WORK TO BE COMPLETED: Please copy, with no word changed, only the run of lines that opens with the line containing "async fn test_oversized_response_is_rejected()" and closes with the last line below.

RAW DATA:
----------------

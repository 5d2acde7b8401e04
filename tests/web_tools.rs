//! Web tool tests against a local axum fixture.

use axum::response::Html;
use axum::routing::get;
use axum::{Json, Router};
use serde_json::{json, Value};
use std::net::SocketAddr;
use std::path::Path;
use std::sync::Arc;

use toolhub_core::dispatch::{CallRequest, CallResult, FailureKind};
use toolhub_core::{Config, ToolServer};

const PAGE: &str = r#"<html>
<head>
  <title>Fixture Page</title>
  <meta name="description" content="Served by the test fixture">
</head>
<body>
  <h1>Welcome</h1>
  <p>Plain   text body.</p>
  <script>ignored()</script>
  <a href="/docs/guide.txt" title="Guide">Read the guide</a>
</body>
</html>"#;

async fn start_fixture() -> SocketAddr {
    let app = Router::new()
        .route("/page", get(|| async { Html(PAGE) }))
        .route(
            "/posts",
            get(|| async {
                Json(json!([
                    {"id": 1, "title": "Rust ownership", "body": "Borrowing rules explained"},
                    {"id": 2, "title": "Async runtimes", "body": "Tokio and RUST in production"},
                    {"id": 3, "title": "Gardening", "body": "Tomatoes in spring"}
                ]))
            }),
        )
        .route("/docs/guide.txt", get(|| async { "step one\nstep two\n" }))
        .route("/big", get(|| async { "x".repeat(4096) }));

    let listener = tokio::net::TcpListener::bind("127.0.0.1:0").await.unwrap();
    let addr = listener.local_addr().unwrap();
    tokio::spawn(async move {
        let _ = axum::serve(listener, app).await;
    });
    addr
}

fn server(root: &Path, addr: SocketAddr, max_response_bytes: usize) -> Arc<ToolServer> {
    let mut config = Config::default();
    config.sandbox.allowed_roots = vec![root.to_path_buf()];
    config.web.search_endpoint = format!("http://{addr}/posts");
    config.web.allowed_hosts = vec!["127.0.0.1".to_string()];
    config.web.max_response_bytes = max_response_bytes;
    config.rate_limit.max_calls = 100;
    Arc::new(ToolServer::from_config(&config).unwrap())
}

fn payload(result: CallResult) -> Value {
    match result {
        CallResult::Success(payload) => payload,
        CallResult::Failure(failure) => panic!("call failed: {failure}"),
    }
}

#[tokio::test]
async fn test_fetch_webpage_extracts_summary_and_links() {
    let addr = start_fixture().await;
    let dir = tempfile::tempdir().unwrap();
    let server = server(dir.path(), addr, 1024 * 1024);

    let page = payload(
        server
            .call_tool(CallRequest::new(
                "fetch_webpage",
                json!({"url": format!("http://{addr}/page"), "extract_links": true}),
            ))
            .await,
    );

    assert_eq!(page["status_code"], 200);
    assert_eq!(page["title"], "Fixture Page");
    assert_eq!(page["description"], "Served by the test fixture");
    let text = page["text_content"].as_str().unwrap();
    assert!(text.contains("Plain text body."));
    assert!(!text.contains("ignored()"));
    assert_eq!(page["links"][0]["url"], format!("http://{addr}/docs/guide.txt"));
    assert_eq!(page["html_content"], Value::Null);
}

#[tokio::test]
async fn test_search_web_filters_case_insensitively() {
    let addr = start_fixture().await;
    let dir = tempfile::tempdir().unwrap();
    let server = server(dir.path(), addr, 1024 * 1024);

    let found = payload(
        server
            .call_tool(CallRequest::new("search_web", json!({"query": "rust", "max_results": 1})))
            .await,
    );
    assert_eq!(found["total_found"], 2);
    assert_eq!(found["results_returned"], 1);
    assert_eq!(found["results"][0]["title"], "Rust ownership");
    assert_eq!(found["results"][0]["url"], format!("http://{addr}/posts/1"));

    let out_of_range = server
        .call_tool(CallRequest::new("search_web", json!({"query": "rust", "max_results": 99})))
        .await;
    assert_eq!(out_of_range.failure().unwrap().subtype(), Some("OutOfRange"));
}

#[tokio::test]
async fn test_download_file_lands_in_first_root() {
    let addr = start_fixture().await;
    let dir = tempfile::tempdir().unwrap();
    let server = server(dir.path(), addr, 1024 * 1024);

    let saved = payload(
        server
            .call_tool(CallRequest::new(
                "download_file",
                json!({"url": format!("http://{addr}/docs/guide.txt")}),
            ))
            .await,
    );
    assert_eq!(saved["filename"], "guide.txt");
    assert_eq!(saved["size"], 18);
    let written = std::fs::read_to_string(dir.path().join("guide.txt")).unwrap();
    assert_eq!(written, "step one\nstep two\n");
}

#[tokio::test]
async fn test_download_file_refuses_disallowed_names() {
    let addr = start_fixture().await;
    let dir = tempfile::tempdir().unwrap();
    let server = server(dir.path(), addr, 1024 * 1024);

    let bad_extension = server
        .call_tool(CallRequest::new(
            "download_file",
            json!({"url": format!("http://{addr}/page"), "filename": "payload.exe"}),
        ))
        .await;
    assert_eq!(bad_extension.failure().unwrap().kind(), FailureKind::SecurityViolation);

    let nested = server
        .call_tool(CallRequest::new(
            "download_file",
            json!({"url": format!("http://{addr}/page"), "filename": "../escape.txt"}),
        ))
        .await;
    assert_eq!(nested.failure().unwrap().subtype(), Some("InvalidInput"));
    assert!(!dir.path().join("payload.exe").exists());
}

#[tokio::test]
async fn test_oversized_response_is_rejected() {
    let addr = start_fixture().await;
    let dir = tempfile::tempdir().unwrap();
    let server = server(dir.path(), addr, 1024);

    let result = server
        .call_tool(CallRequest::new("fetch_webpage", json!({"url": format!("http://{addr}/big")})))
        .await;
    let failure = result.failure().unwrap();
    assert_eq!(failure.kind(), FailureKind::HandlerError);
    assert!(failure.message().contains("too large"));
}

#[tokio::test]
async fn test_non_http_scheme_is_invalid_input() {
    let addr = start_fixture().await;
    let dir = tempfile::tempdir().unwrap();
    let server = server(dir.path(), addr, 1024);

    let result = server
        .call_tool(CallRequest::new("fetch_webpage", json!({"url": "ftp://127.0.0.1/file"})))
        .await;
    assert_eq!(result.failure().unwrap().subtype(), Some("InvalidInput"));
}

----------------

SOLUTION TO THIS PROBLEM:
async fn test_oversized_response_is_rejected() {
    let addr = start_fixture().await;
    let dir = tempfile::tempdir().unwrap();
    let server = server(dir.path(), addr, 1024);

    let result = server
        .call_tool(CallRequest::new("fetch_webpage", json!({"url": format!("http://{addr}/big")})))
        .await;
    let failure = result.failure().unwrap();
    assert_eq!(failure.kind(), FailureKind::HandlerError);
    assert!(failure.message().contains("too large"));
}

#[tokio::test]
async fn test_non_http_scheme_is_invalid_input() {
    let addr = start_fixture().await;
    let dir = tempfile::tempdir().unwrap();
    let server = server(dir.path(), addr, 1024);

    let result = server
        .call_tool(CallRequest::new("fetch_webpage", json!({"url": "ftp://127.0.0.1/file"})))
        .await;
    assert_eq!(result.failure().unwrap().subtype(), Some("InvalidInput"));
}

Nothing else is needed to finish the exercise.